# Description of the task
The lines from the first line of the entries through the line containing "Clients should match" are to be repeated exactly, with both of those lines included.

################

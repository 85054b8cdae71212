use axum::http::StatusCode;
use axum::response::{IntoResponse, Response};
use thiserror::Error;

// ── Error codes ─────────────────────────────────────────────────────
//
// Stable, machine-readable identifiers. Clients match on these —
// never on the human-readable message string.

/// Stable error code constants.
///
/// Clients should match on `code` from `{"code": "NOT_FOUND", "message": "..."}`.
/// Codes never change; messages may be reworded.
pub mod error_code {
    pub const NOT_FOUND: &str = "NOT_FOUND";
    pub const ALREADY_EXISTS: &str = "ALREADY_EXISTS";
    pub const VALIDATION_FAILED: &str = "VALIDATION_FAILED";
    pub const INTERNAL: &str = "INTERNAL";
    pub const STORAGE_ERROR: &str = "STORAGE_ERROR";
}

// ── ServiceError ────────────────────────────────────────────────────

/// Unified service error type used across all modules.
///
/// Each variant maps to a stable error code (see [`error_code`]) and an
/// HTTP status code. The JSON response always includes both:
///
/// ```json
/// {"code": "NOT_FOUND", "message": "product 'BAG-TRAD' not found"}
/// ```
#[derive(Error, Debug)]
pub enum ServiceError {
    /// Resource does not exist. HTTP 404.
    #[error("{0}")]
    NotFound(String),

    /// Duplicate key / resource already exists. HTTP 409.
    #[error("{0}")]
    Conflict(String),

    /// Input data is invalid. HTTP 400.
    #[error("{0}")]
    Validation(String),

    /// Storage backend failure. HTTP 500.
    #[error("{0}")]
    Storage(String),

    /// Unexpected internal error. HTTP 500.
    #[error("{0}")]
    Internal(String),
}

impl ServiceError {
    /// Stable, machine-readable error code.
    pub fn error_code(&self) -> &'static str {
        match self {
            ServiceError::NotFound(_) => error_code::NOT_FOUND,
            ServiceError::Conflict(_) => error_code::ALREADY_EXISTS,
            ServiceError::Validation(_) => error_code::VALIDATION_FAILED,
            ServiceError::Storage(_) => error_code::STORAGE_ERROR,
            ServiceError::Internal(_) => error_code::INTERNAL,
        }
    }

    /// HTTP status code for this error.
    pub fn status_code(&self) -> StatusCode {
        match self {
            ServiceError::NotFound(_) => StatusCode::NOT_FOUND,
            ServiceError::Conflict(_) => StatusCode::CONFLICT,
            ServiceError::Validation(_) => StatusCode::BAD_REQUEST,
            ServiceError::Storage(_) => StatusCode::INTERNAL_SERVER_ERROR,
            ServiceError::Internal(_) => StatusCode::INTERNAL_SERVER_ERROR,
        }
    }
}

impl IntoResponse for ServiceError {
    fn into_response(self) -> Response {
        let status = self.status_code();
        let body = serde_json::json!({
            "code": self.error_code(),
            "message": self.to_string(),
        });
        (status, axum::Json(body)).into_response()
    }
}

#[cfg(test)]
mod tests {
    use super::*;

    #[test]
    fn status_code_mapping() {
        assert_eq!(ServiceError::NotFound("x".into()).status_code(), StatusCode::NOT_FOUND);
        assert_eq!(ServiceError::Conflict("x".into()).status_code(), StatusCode::CONFLICT);
        assert_eq!(ServiceError::Validation("x".into()).status_code(), StatusCode::BAD_REQUEST);
        assert_eq!(ServiceError::Storage("x".into()).status_code(), StatusCode::INTERNAL_SERVER_ERROR);
        assert_eq!(ServiceError::Internal("x".into()).status_code(), StatusCode::INTERNAL_SERVER_ERROR);
    }

    #[test]
    fn error_code_mapping() {
        assert_eq!(ServiceError::NotFound("x".into()).error_code(), "NOT_FOUND");
        assert_eq!(ServiceError::Conflict("x".into()).error_code(), "ALREADY_EXISTS");
        assert_eq!(ServiceError::Validation("x".into()).error_code(), "VALIDATION_FAILED");
        assert_eq!(ServiceError::Storage("x".into()).error_code(), "STORAGE_ERROR");
        assert_eq!(ServiceError::Internal("x".into()).error_code(), "INTERNAL");
    }

    #[test]
    fn json_response_format() {
        let err = ServiceError::NotFound("product 'BAG-TRAD' not found".into());
        let resp = err.into_response();
        assert_eq!(resp.status(), StatusCode::NOT_FOUND);
    }

    #[test]
    fn error_display_is_just_message() {
        assert_eq!(ServiceError::NotFound("product X".into()).to_string(), "product X");
        assert_eq!(ServiceError::Conflict("dup key".into()).to_string(), "dup key");
        assert_eq!(ServiceError::Validation("bad input".into()).to_string(), "bad input");
    }
}
use axum::Router;

/// A service module that contributes HTTP routes.
///
/// Each business module (catalog, planning, ...) implements this trait
/// to register its API endpoints. The binary entry point collects all
/// modules and merges their routes into a single Router.
pub trait Module: Send + Sync {
    /// Module name, used for logging and route prefixes.
    fn name(&self) -> &str;

    /// Return the module's routes, to be nested under `/{name}`.
    fn routes(&self) -> Router;
}
//! `fournild` — the Fournil server binary.
//!
//! Usage:
//!   fournild [--data-dir <dir>] [--listen <addr>]
//!
//! Tables live as one CSV per entity under the data directory; missing
//! files are created from the built-in demo rows on first run.

mod routes;

use clap::Parser;
use tracing::info;

use fournil_catalog::{CatalogModule, service::CatalogService};
use fournil_core::{Module, ServiceConfig};
use fournil_planning::{PlanningModule, service::PlanningService};
use fournil_store::TableStore;

/// Fournil server.
#[derive(Parser, Debug)]
#[command(name = "fournild", about = "Fournil server")]
struct Cli {
    /// Directory holding the CSV tables.
    #[arg(long = "data-dir", default_value = "data")]
    data_dir: String,

    /// Listen address.
    #[arg(long = "listen", default_value = "0.0.0.0:8080")]
    listen: String,
}

#[tokio::main]
async fn main() -> anyhow::Result<()> {
    // Initialize logging.
    tracing_subscriber::fmt()
        .with_env_filter(
            tracing_subscriber::EnvFilter::try_from_default_env()
                .unwrap_or_else(|_| "info".into()),
        )
        .init();

    let cli = Cli::parse();
    let config = ServiceConfig::new(&cli.data_dir, &cli.listen);
    info!("data directory: {}", config.data_dir().display());

    let store = TableStore::open(config.data_dir())
        .map_err(|e| anyhow::anyhow!("failed to open data directory: {e}"))?;

    let catalog = CatalogModule::new(CatalogService::new(store.clone()));
    info!("catalog module initialized");

    let planning = PlanningModule::new(PlanningService::new(store));
    info!("planning module initialized");

    let state = routes::AppState {
        catalog: catalog.service(),
    };
    let module_routes = vec![
        (catalog.name(), catalog.routes()),
        (planning.name(), planning.routes()),
    ];
    let app = routes::build_router(state, module_routes);

    let listener = tokio::net::TcpListener::bind(&config.listen).await?;
    info!("listening on {}", config.listen);
    axum::serve(listener, app).await?;
    Ok(())
}
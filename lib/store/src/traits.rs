use serde::Serialize;
use serde::de::DeserializeOwned;

/// TableSpec binds a record type to its CSV table form.
///
/// Each table is one file under the data directory, named `<FILE_STEM>.csv`,
/// with a fixed header row. `Row` is the serde-facing shape whose field
/// declaration order MUST match `HEADERS`, since rows are written without
/// a serde-generated header.
pub trait TableSpec: Sized + Clone {
    /// File stem under the data directory, e.g. "products" → products.csv.
    const FILE_STEM: &'static str;

    /// Header row, written verbatim on every export.
    const HEADERS: &'static [&'static str];

    /// CSV-facing row type. Header names are bound via serde renames.
    type Row: Serialize + DeserializeOwned;

    /// Convert the record into its CSV row form.
    fn to_row(&self) -> Self::Row;

    /// Build a record from a decoded CSV row.
    fn from_row(row: Self::Row) -> Self;

    /// Built-in default rows, used when the table file is missing or unreadable.
    fn seed() -> Vec<Self>;
}
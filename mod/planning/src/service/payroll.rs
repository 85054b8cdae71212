//! Weekly payroll figures: filter the schedule to one week and price
//! each shift from the employee's pay profile.
//!
//! Nothing in here fails. A time that does not parse contributes zero
//! hours, an employee missing from the roster costs zero, and a row
//! whose date does not parse is left out of the week entirely.

use chrono::{Datelike, Duration, Local, NaiveDate, NaiveTime};
use serde::Serialize;

use fournil_core::ServiceError;

use super::PlanningService;
use crate::model::{Employee, Shift};

/// One week of shifts with per-row and total figures.
#[derive(Debug, Clone, Serialize)]
#[serde(rename_all = "camelCase")]
pub struct WeekSummary {
    /// Anchor date of the window, ISO.
    pub monday: String,
    pub rows: Vec<WeekRow>,
    pub total_hours: f64,
    /// Loaded cost: wage plus bonus, grossed up by employer charges.
    pub total_cost: f64,
}

#[derive(Debug, Clone, Serialize)]
#[serde(rename_all = "camelCase")]
pub struct WeekRow {
    #[serde(flatten)]
    pub shift: Shift,
    pub hours: f64,
    pub cost: f64,
}

pub fn parse_date(s: &str) -> Option<NaiveDate> {
    NaiveDate::parse_from_str(s.trim(), "%Y-%m-%d").ok()
}

pub fn parse_time(s: &str) -> Option<NaiveTime> {
    NaiveTime::parse_from_str(s.trim(), "%H:%M").ok()
}

/// Duration from `start` to `end` in hours. An end before the start
/// means the shift runs past midnight, so a day is added. `start ==
/// end` is zero, not 24 h.
pub fn hours_between(start: NaiveTime, end: NaiveTime) -> f64 {
    let mut minutes = (end - start).num_minutes();
    if minutes < 0 {
        minutes += 24 * 60;
    }
    minutes as f64 / 60.0
}

/// Monday of the week containing `date`.
pub fn monday_of(date: NaiveDate) -> NaiveDate {
    date - Duration::days(i64::from(date.weekday().num_days_from_monday()))
}

pub(crate) fn round2(x: f64) -> f64 {
    (x * 100.0).round() / 100.0
}

/// Hours and loaded cost for one shift, each rounded to 2 decimals as
/// the schedule table displays them.
fn shift_figures(shift: &Shift, employees: &[Employee]) -> (f64, f64) {
    let hours = match (parse_time(&shift.start), parse_time(&shift.end)) {
        (Some(start), Some(end)) => hours_between(start, end),
        _ => 0.0,
    };
    let (rate, bonus, charge) = employees
        .iter()
        .find(|e| e.name == shift.employee)
        .map(|e| (e.hourly_rate, e.bonus_per_hour, e.charge_pct))
        .unwrap_or((0.0, 0.0, 0.0));
    let cost = hours * (rate + bonus) * (1.0 + charge / 100.0);
    (round2(hours), round2(cost))
}

/// Shifts falling inside `[monday, monday + 6]`, priced row by row.
/// Totals are sums of the rounded per-row figures.
pub fn week_summary(shifts: &[Shift], employees: &[Employee], monday: NaiveDate) -> WeekSummary {
    let week_end = monday + Duration::days(6);
    let mut rows = Vec::new();
    for shift in shifts {
        let Some(date) = parse_date(&shift.date) else {
            continue;
        };
        if date < monday || date > week_end {
            continue;
        }
        let (hours, cost) = shift_figures(shift, employees);
        rows.push(WeekRow {
            shift: shift.clone(),
            hours,
            cost,
        });
    }
    let total_hours = round2(rows.iter().map(|r| r.hours).sum());
    let total_cost = round2(rows.iter().map(|r| r.cost).sum());
    WeekSummary {
        monday: monday.to_string(),
        rows,
        total_hours,
        total_cost,
    }
}

impl PlanningService {
    /// Week summary anchored at `anchor` (the window runs through
    /// `anchor + 6`, whatever weekday the anchor is).
    pub fn week_summary(&self, anchor: &str) -> Result<WeekSummary, ServiceError> {
        let monday = parse_date(anchor).ok_or_else(|| {
            ServiceError::Validation(format!(
                "invalid week anchor '{anchor}', expected YYYY-MM-DD"
            ))
        })?;
        let tables = self.tables()?;
        Ok(week_summary(
            tables.shifts.rows(),
            tables.employees.rows(),
            monday,
        ))
    }

    /// Summary of the week containing today.
    pub fn current_week(&self) -> Result<WeekSummary, ServiceError> {
        let monday = monday_of(Local::now().date_naive());
        let tables = self.tables()?;
        Ok(week_summary(
            tables.shifts.rows(),
            tables.employees.rows(),
            monday,
        ))
    }
}

#[cfg(test)]
mod tests {
    use super::*;

    fn t(s: &str) -> NaiveTime {
        parse_time(s).unwrap()
    }

    fn d(s: &str) -> NaiveDate {
        parse_date(s).unwrap()
    }

    fn shift(date: &str, employee: &str, start: &str, end: &str) -> Shift {
        Shift {
            date: date.into(),
            employee: employee.into(),
            role: "Boulangère".into(),
            start: start.into(),
            end: end.into(),
        }
    }

    fn alice() -> Employee {
        Employee {
            name: "Alice".into(),
            role: "Boulangère".into(),
            hourly_rate: 14.0,
            bonus_per_hour: 0.0,
            charge_pct: 42.0,
        }
    }

    #[test]
    fn plain_morning_shift_is_four_hours() {
        assert_eq!(hours_between(t("08:00"), t("12:00")), 4.0);
    }

    #[test]
    fn overnight_shift_wraps_past_midnight() {
        assert_eq!(hours_between(t("22:00"), t("06:00")), 8.0);
    }

    #[test]
    fn equal_times_are_zero_hours_not_a_full_day() {
        assert_eq!(hours_between(t("09:00"), t("09:00")), 0.0);
    }

    #[test]
    fn monday_of_any_weekday() {
        assert_eq!(monday_of(d("2024-01-03")), d("2024-01-01"));
        assert_eq!(monday_of(d("2024-01-01")), d("2024-01-01"));
        assert_eq!(monday_of(d("2024-01-07")), d("2024-01-01"));
    }

    #[test]
    fn week_window_is_inclusive_of_sunday_only() {
        let shifts = vec![
            shift("2023-12-31", "Alice", "08:00", "12:00"),
            shift("2024-01-01", "Alice", "08:00", "12:00"),
            shift("2024-01-07", "Alice", "08:00", "12:00"),
            shift("2024-01-08", "Alice", "08:00", "12:00"),
        ];
        let summary = week_summary(&shifts, &[alice()], d("2024-01-01"));
        let dates: Vec<_> = summary.rows.iter().map(|r| r.shift.date.as_str()).collect();
        assert_eq!(dates, vec!["2024-01-01", "2024-01-07"]);
    }

    #[test]
    fn unparseable_date_is_left_out() {
        let shifts = vec![
            shift("01/01/2024", "Alice", "08:00", "12:00"),
            shift("2024-01-02", "Alice", "08:00", "12:00"),
        ];
        let summary = week_summary(&shifts, &[alice()], d("2024-01-01"));
        assert_eq!(summary.rows.len(), 1);
        assert_eq!(summary.rows[0].shift.date, "2024-01-02");
    }

    #[test]
    fn week_totals_sum_loaded_costs() {
        // 4 h and 6 h at 14.0/h, 42 % charges: 79.52 + 119.28.
        let shifts = vec![
            shift("2024-01-01", "Alice", "08:00", "12:00"),
            shift("2024-01-02", "Alice", "06:00", "12:00"),
        ];
        let summary = week_summary(&shifts, &[alice()], d("2024-01-01"));
        assert_eq!(summary.total_hours, 10.0);
        assert_eq!(summary.total_cost, 198.80);
        assert_eq!(summary.rows[0].cost, 79.52);
        assert_eq!(summary.rows[1].cost, 119.28);
    }

    #[test]
    fn malformed_time_zeroes_the_row_but_keeps_it() {
        let shifts = vec![shift("2024-01-01", "Alice", "8h00", "12:00")];
        let summary = week_summary(&shifts, &[alice()], d("2024-01-01"));
        assert_eq!(summary.rows.len(), 1);
        assert_eq!(summary.rows[0].hours, 0.0);
        assert_eq!(summary.rows[0].cost, 0.0);
    }

    #[test]
    fn unknown_employee_costs_nothing() {
        let shifts = vec![shift("2024-01-01", "Chloé", "08:00", "12:00")];
        let summary = week_summary(&shifts, &[alice()], d("2024-01-01"));
        assert_eq!(summary.rows[0].hours, 4.0);
        assert_eq!(summary.rows[0].cost, 0.0);
    }

    #[test]
    fn bonus_is_loaded_like_the_base_wage() {
        let bruno = Employee {
            name: "Bruno".into(),
            role: "Vente".into(),
            hourly_rate: 12.0,
            bonus_per_hour: 0.5,
            charge_pct: 38.0,
        };
        let shifts = vec![shift("2024-01-01", "Bruno", "08:00", "14:00")];
        let summary = week_summary(&shifts, &[bruno], d("2024-01-01"));
        // 6 h at (12.0 + 0.5) * 1.38
        assert_eq!(summary.rows[0].cost, 103.50);
    }

    #[test]
    fn service_rejects_a_bad_anchor() {
        let (_dir, svc) = crate::service::testutil::service();
        let err = svc.week_summary("next-monday").unwrap_err();
        assert!(matches!(err, ServiceError::Validation(_)));
    }

    #[test]
    fn current_week_covers_the_seed_shifts() {
        let (_dir, svc) = crate::service::testutil::service();
        let summary = svc.current_week().unwrap();
        // Seeds are dated today and tomorrow; tomorrow can fall in the
        // next week when today is Sunday.
        assert!(!summary.rows.is_empty());
        assert!(summary.rows.iter().any(|r| r.shift.employee == "Alice"));
    }
}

################

# Task solution
repository 85054b8cdae71212
use axum::http::StatusCode;
use axum::response::{IntoResponse, Response};
use thiserror::Error;

// ── Error codes ─────────────────────────────────────────────────────
//
// Stable, machine-readable identifiers. Clients match on these —
// never on the human-readable message string.

/// Stable error code constants.
///
/// Clients should match on `code` from `{"code": "NOT_FOUND", "message": "..."}`.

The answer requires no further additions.